Battle of Monday Hollow
The opposing forces at Monday Hollow were the advance of an expedition under Colonel John B. Wyman and party of about 500 or 600 rebels under Missouri State Guard colonel William W. Summers and/or MSG colonel Myscall Johnson. Wyman was on his way from Rolla to Linn Creek to hook up with other Union forces in central Missouri under General John C. Fremont that were then on their way to southwest Missouri. The rebels were mostly from General M.M. Parsons' 6th Division of the Missouri State Guard, and they were probably on their way home, since most of them were from Camden, Maries, and surrounding counties. After winning the Battle of Lexington, General Sterling Price's Missouri State Guard had started south at the end of September from Lexington, headed for southwest Missouri, and the men under Summers and Johnson had probably left Price during or after the march south.
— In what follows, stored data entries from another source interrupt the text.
use crate::completion_provider::*;
use async_trait::async_trait;
use reqwest::Client;
use serde::{Deserialize, Serialize};
use std::time::Duration;

/// Configuration for servers exposing the legacy `/v1/completions` endpoint
/// (LM Studio, llama.cpp server, vLLM, ...)
#[derive(Debug, Clone, Serialize, Deserialize)]
pub struct OpenAICompatibleConfig {
    /// Base URL for the API (e.g., "http://localhost:1234/v1")
    pub base_url: String,
    /// Model to use
    pub model: String,
    /// Request timeout in seconds
    pub timeout_secs: u64,
    /// Maximum retries for failed requests
    pub max_retries: u32,
    /// Optional API key (some providers require it, some don't)
    pub api_key: Option<String>,
    /// Provider name for display purposes
    pub provider_name: String,
}

impl Default for OpenAICompatibleConfig {
    fn default() -> Self {
        Self {
            base_url: "http://localhost:1234/v1".to_string(),
            model: "local-model".to_string(),
            timeout_secs: 30,
            max_retries: 2,
            api_key: None,
            provider_name: "openai-compatible".to_string(),
        }
    }
}

/// OpenAI-compatible completion provider
pub struct OpenAICompatibleProvider {
    config: OpenAICompatibleConfig,
    client: Client,
}

impl OpenAICompatibleProvider {
    /// Create a new OpenAI-compatible provider
    pub fn new(config: OpenAICompatibleConfig) -> CompletionResult<Self> {
        let client = Client::builder()
            .timeout(Duration::from_secs(config.timeout_secs))
            .build()
            .map_err(|e| CompletionError::Unavailable(format!("Failed to create HTTP client: {}", e)))?;

        Ok(Self { config, client })
    }

    fn timeout(&self) -> Duration {
        Duration::from_secs(self.config.timeout_secs)
    }

    fn build_request<'a>(&'a self, prefix: &'a str, options: &CompletionOptions) -> CompletionsRequest<'a> {
        CompletionsRequest {
            model: &self.config.model,
            prompt: prefix,
            max_tokens: options.max_new_tokens,
            temperature: options.temperature(),
            top_p: if options.sampling { options.top_p } else { None },
            repetition_penalty: options.repetition_penalty,
            seed: options.deterministic.then_some(DETERMINISTIC_SEED),
            echo: true,
            stream: false,
        }
    }

    /// Send a request with retry logic
    async fn send_request(&self, request: &CompletionsRequest<'_>) -> CompletionResult<String> {
        let mut last_error = None;

        for attempt in 0..=self.config.max_retries {
            if attempt > 0 {
                // Exponential backoff: 1s, 2s, 4s
                let delay = Duration::from_secs(2u64.pow(attempt - 1));
                tokio::time::sleep(delay).await;
            }

            match self.try_request(request).await {
                Ok(text) => return Ok(text),
                Err(e) => {
                    if attempt < self.config.max_retries {
                        tracing::warn!(
                            "{} request failed (attempt {}/{}): {}, retrying...",
                            self.config.provider_name,
                            attempt + 1,
                            self.config.max_retries + 1,
                            e
                        );
                    }
                    last_error = Some(e);
                }
            }
        }

        Err(last_error
            .unwrap_or_else(|| CompletionError::Backend("All retry attempts failed".to_string())))
    }

    async fn try_request(&self, request: &CompletionsRequest<'_>) -> CompletionResult<String> {
        let mut request_builder = self
            .client
            .post(format!("{}/completions", self.config.base_url))
            .json(request);

        if let Some(api_key) = &self.config.api_key {
            request_builder = request_builder.bearer_auth(api_key);
        }

        let response = request_builder
            .send()
            .await
            .map_err(|e| CompletionError::from_transport(e, self.timeout()))?;

        let status = response.status();
        if !status.is_success() {
            let error_text = response
                .text()
                .await
                .unwrap_or_else(|_| "Unknown error".to_string());

            return Err(CompletionError::Backend(format!(
                "{} API error ({}): {}",
                self.config.provider_name, status, error_text
            )));
        }

        let body: CompletionsResponse = response.json().await.map_err(|e| {
            CompletionError::Backend(format!(
                "Failed to parse {} completions response: {}",
                self.config.provider_name, e
            ))
        })?;

        body.choices
            .into_iter()
            .next()
            .map(|choice| choice.text)
            .ok_or_else(|| CompletionError::Backend("No choices in response".to_string()))
    }
}

#[async_trait]
impl CompletionProvider for OpenAICompatibleProvider {
    async fn complete(
        &self,
        prefix: &str,
        options: &CompletionOptions,
    ) -> CompletionResult<String> {
        let request = self.build_request(prefix, options);
        let text = self.send_request(&request).await?;
        // Not every server honors `echo`
        Ok(with_echo(prefix, text))
    }

    async fn is_available(&self) -> bool {
        let mut request_builder = self
            .client
            .get(format!("{}/models", self.config.base_url));
        if let Some(api_key) = &self.config.api_key {
            request_builder = request_builder.bearer_auth(api_key);
        }

        matches!(request_builder.send().await, Ok(response) if response.status().is_success())
    }

    fn provider_name(&self) -> &str {
        &self.config.provider_name
    }

    fn model_name(&self) -> &str {
        &self.config.model
    }
}

#[derive(Debug, Serialize)]
struct CompletionsRequest<'a> {
    model: &'a str,
    prompt: &'a str,
    max_tokens: usize,
    temperature: f32,
    #[serde(skip_serializing_if = "Option::is_none")]
    top_p: Option<f32>,
    /// Non-standard, understood by vLLM and llama.cpp
    #[serde(skip_serializing_if = "Option::is_none")]
    repetition_penalty: Option<f32>,
    #[serde(skip_serializing_if = "Option::is_none")]
    seed: Option<u64>,
    echo: bool,
    stream: bool,
}

#[derive(Debug, Deserialize)]
struct CompletionsResponse {
    choices: Vec<CompletionChoice>,
}

#[derive(Debug, Deserialize)]
struct CompletionChoice {
    text: String,
}

#[cfg(test)]
mod tests {
    use super::*;

    #[test]
    fn test_request_shape() {
        let provider = OpenAICompatibleProvider::new(OpenAICompatibleConfig::default()).unwrap();
        let request = provider.build_request("document.", &CompletionOptions::deterministic(20));
        let value = serde_json::to_value(&request).unwrap();

        assert_eq!(value["prompt"], "document.");
        assert_eq!(value["max_tokens"], 20);
        assert_eq!(value["echo"], true);
        assert_eq!(value["seed"], 0);
        assert!(value.get("top_p").is_none());
    }

    #[test]
    fn test_parse_completions_response() {
        let body: CompletionsResponse = serde_json::from_str(
            r#"{"id":"cmpl-1","object":"text_completion","choices":[{"text":"x);","index":0,"finish_reason":"length"}]}"#,
        )
        .unwrap();
        assert_eq!(body.choices[0].text, "x);");
    }
}
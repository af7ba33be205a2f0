use domscript_core::{DomScriptConfig, GenerationResult, ProbeRules, ValidationRules};
use domscript_patterns::{CompletionValidator, PromptEnhancer, RejectionReason, RuleEngine};
use std::sync::Arc;
use std::time::{Duration, Instant};
use thiserror::Error;
use tokio::time::timeout;
use tracing::{debug, info, warn};

use crate::completion_provider::{CompletionError, CompletionOptions, CompletionProvider};
use crate::model_state::{ModelPhase, ModelState};
use crate::provider_factory::CompletionProviderFactory;
use crate::quality_gate::{GateReport, QualityGate};

/// Why a request was answered by the rule engine
#[derive(Error, Debug)]
pub enum FallbackReason {
    #[error("model generation disabled")]
    Disabled,

    #[error(transparent)]
    Model(#[from] CompletionError),

    #[error("model did not answer within {0:?}")]
    Timeout(Duration),

    #[error("completion rejected: {0}")]
    Rejected(#[from] RejectionReason),
}

/// Tuning for the generation pipeline
#[derive(Debug, Clone)]
pub struct GeneratorSettings {
    pub validation: ValidationRules,
    pub probe: ProbeRules,
    /// Options for request-time completions
    pub options: CompletionOptions,
    pub probe_max_new_tokens: usize,
    /// Upper bound for a single model call
    pub timeout: Duration,
}

impl Default for GeneratorSettings {
    fn default() -> Self {
        Self {
            validation: ValidationRules::default(),
            probe: ProbeRules::default(),
            options: CompletionOptions::default(),
            probe_max_new_tokens: 20,
            timeout: Duration::from_secs(30),
        }
    }
}

impl GeneratorSettings {
    pub fn from_config(config: &DomScriptConfig) -> Self {
        Self {
            validation: config.validation.clone(),
            probe: config.probe.clone(),
            options: CompletionOptions::sampled(
                config.model.max_new_tokens,
                config.model.top_p,
                config.model.repetition_penalty,
            ),
            probe_max_new_tokens: config.model.probe_max_new_tokens,
            timeout: Duration::from_secs(config.model.timeout_secs),
        }
    }
}

/// Dual-mode snippet generator.
///
/// Uses the model while the quality gate allows it and falls back to the
/// rule engine for every request the model cannot answer acceptably.
/// `generate` has no error path.
pub struct Generator {
    provider: Option<Arc<dyn CompletionProvider>>,
    state: Arc<ModelState>,
    enhancer: PromptEnhancer,
    validator: CompletionValidator,
    rules: RuleEngine,
    gate: QualityGate,
    options: CompletionOptions,
    timeout: Duration,
}

impl Generator {
    /// A generator without a provider starts disabled
    pub fn new(provider: Option<Arc<dyn CompletionProvider>>, settings: GeneratorSettings) -> Self {
        let state = if provider.is_some() {
            ModelState::new()
        } else {
            ModelState::disabled()
        };
        Self::with_state(provider, settings, Arc::new(state))
    }

    /// Share an existing state object, e.g. between a server and its tests
    pub fn with_state(
        provider: Option<Arc<dyn CompletionProvider>>,
        settings: GeneratorSettings,
        state: Arc<ModelState>,
    ) -> Self {
        Self {
            provider,
            state,
            enhancer: PromptEnhancer::new(),
            rules: RuleEngine::new(&settings.validation),
            validator: CompletionValidator::new(settings.validation),
            gate: QualityGate::new(settings.probe, settings.probe_max_new_tokens, settings.timeout),
            options: settings.options,
            timeout: settings.timeout,
        }
    }

    /// Build the provider named in `config`; without one only the rule engine is used
    pub fn from_config(config: &DomScriptConfig) -> Self {
        let provider = if config.model.enabled {
            match CompletionProviderFactory::create_from_config(&config.model) {
                Ok(provider) => {
                    info!(
                        "Using {} completion provider ({})",
                        provider.provider_name(),
                        provider.model_name()
                    );
                    Some(provider)
                }
                Err(e) => {
                    warn!("Completion provider unavailable, rule engine only: {}", e);
                    None
                }
            }
        } else {
            info!("Model generation disabled in configuration, rule engine only");
            None
        };

        Self::new(provider, GeneratorSettings::from_config(config))
    }

    /// Translate `command` into a snippet
    pub async fn generate(&self, command: &str) -> GenerationResult {
        let start_time = Instant::now();

        let result = match self.model_snippet(command).await {
            Ok(code) => {
                info!("Generated AI snippet for {:?}", command);
                GenerationResult::ai(code, command)
            }
            Err(reason) => {
                match &reason {
                    FallbackReason::Disabled => debug!("Rule engine for {:?}", command),
                    other => warn!("Falling back to rule engine for {:?}: {}", command, other),
                }
                GenerationResult::fallback(self.rules.render(command), command)
            }
        };

        debug!(
            source = %result.source(),
            elapsed_ms = start_time.elapsed().as_millis() as u64,
            "generation finished"
        );
        result
    }

    async fn model_snippet(&self, command: &str) -> Result<String, FallbackReason> {
        let provider = self.active_provider().await.ok_or(FallbackReason::Disabled)?;

        let prefix = self.enhancer.enhance(command);
        debug!(prefix = %prefix, "enhanced prompt");

        let raw = timeout(self.timeout, provider.complete(&prefix, &self.options))
            .await
            .map_err(|_| FallbackReason::Timeout(self.timeout))??;

        Ok(self.validator.review(&raw, &prefix)?)
    }

    /// Provider to use for this request, running the gate first if needed
    async fn active_provider(&self) -> Option<&Arc<dyn CompletionProvider>> {
        let provider = self.provider.as_ref()?;
        if self.state.phase() == ModelPhase::Untested {
            self.state
                .probe_once(|| self.gate.run(provider.as_ref()))
                .await;
        }
        self.state.is_active().then_some(provider)
    }

    /// Run the gate now instead of on the first request.
    ///
    /// Returns `None` when there is no provider to test.
    pub async fn probe(&self) -> Option<GateReport> {
        let provider = self.provider.as_ref()?;
        if let Some(report) = self.state.gate_report() {
            return Some(report.clone());
        }
        if self.state.phase() == ModelPhase::Disabled {
            return None;
        }
        let report = self
            .state
            .probe_once(|| self.gate.run(provider.as_ref()))
            .await;
        Some(report.clone())
    }

    /// Switch to rule-engine-only generation for the rest of the process
    pub fn disable_model(&self) {
        self.state.disable();
    }

    pub fn model_phase(&self) -> ModelPhase {
        self.state.phase()
    }

    pub fn gate_report(&self) -> Option<&GateReport> {
        self.state.gate_report()
    }

    pub fn provider_name(&self) -> Option<&str> {
        self.provider.as_ref().map(|provider| provider.provider_name())
    }

    pub fn model_name(&self) -> Option<&str> {
        self.provider.as_ref().map(|provider| provider.model_name())
    }

    /// Whether the configured backend answers a health request right now.
    ///
    /// Does not touch the model phase; only the gate decides that.
    pub async fn provider_available(&self) -> bool {
        match &self.provider {
            Some(provider) => provider.is_available().await,
            None => false,
        }
    }

    pub fn rule_engine(&self) -> &RuleEngine {
        &self.rules
    }
}
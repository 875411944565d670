// SPDX-License-Identifier: MPL-2.0
// This Source Code Form is subject to the terms of the Mozilla Public
// License, v. 2.0. If a copy of the MPL was not distributed with this
// file, You can obtain one at https://mozilla.org/MPL/2.0/.

//! Registration handle type.

use std::fmt;

use uuid::Uuid;

/// Opaque token identifying one platform listener registration.
///
/// Issued by [`BondNotifier::register`](super::BondNotifier::register) and
/// handed back to [`BondNotifier::unregister`](super::BondNotifier::unregister).
#[derive(Clone, Copy, PartialEq, Eq, Hash)]
pub struct RegistrationHandle(Uuid);

impl RegistrationHandle {
    /// Creates a new unique handle.
    #[must_use]
    pub fn new() -> Self {
        Self(Uuid::new_v4())
    }

    /// Creates a handle from a platform-assigned UUID.
    #[must_use]
    pub fn from_uuid(uuid: Uuid) -> Self {
        Self(uuid)
    }

    /// Returns the underlying UUID.
    #[must_use]
    pub fn as_uuid(&self) -> Uuid {
        self.0
    }
}

impl Default for RegistrationHandle {
    fn default() -> Self {
        Self::new()
    }
}

impl fmt::Debug for RegistrationHandle {
    fn fmt(&self, f: &mut fmt::Formatter<'_>) -> fmt::Result {
        let short = &self.0.to_string()[..8];
        write!(f, "RegistrationHandle({short}...)")
    }
}

impl fmt::Display for RegistrationHandle {
    fn fmt(&self, f: &mut fmt::Formatter<'_>) -> fmt::Result {
        write!(f, "{}", self.0)
    }
}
Learning of Wyman's approach, the rebels drew up in a line of battle on a hillside overlooking the road the Union soldiers would have to pass. A wagon train hauling Union soldiers who had been wounded at Wilson's Creek happened along from the opposite direction (on its way from Springfield to Rolla) and was not allowed to pass. The Southerners and the convalescent Union soldiers reportedly exchanged a few jeers as the rebels waited to launch their attack on the approaching soldiers under Wyman. The rebels supposedly laughed that there would soon be a few more wounded Federals to haul to Rolla.
Meanwhile, Wyman's advance under Major Clark Wright learned of the presence of a Southern force in the area, and Wright sent two companies of cavalry under Captains Theodore Switzler and Bacon Montgomery to engage the enemy until reinforcements could come up. Switzler and Montgomery reportedly came up over the hill from behind the rebels, taking them by total surprise, and putting them to flight. Although outnumbered, the Union soldiers pursued the rebels a number of miles, shooting them down left and right. The number of rebels killed was variously reported at 12, 27, and 39 in the immediate aftermath of the action. A later report upped the estimate to 62, while only one Union soldier was supposedly killed.
That's the Union side, and it may well be true to a large extent. Then again, it may be a considerable exaggeration. But we don't know, because, as far as I know, there is no account of this episode written from the Southern side.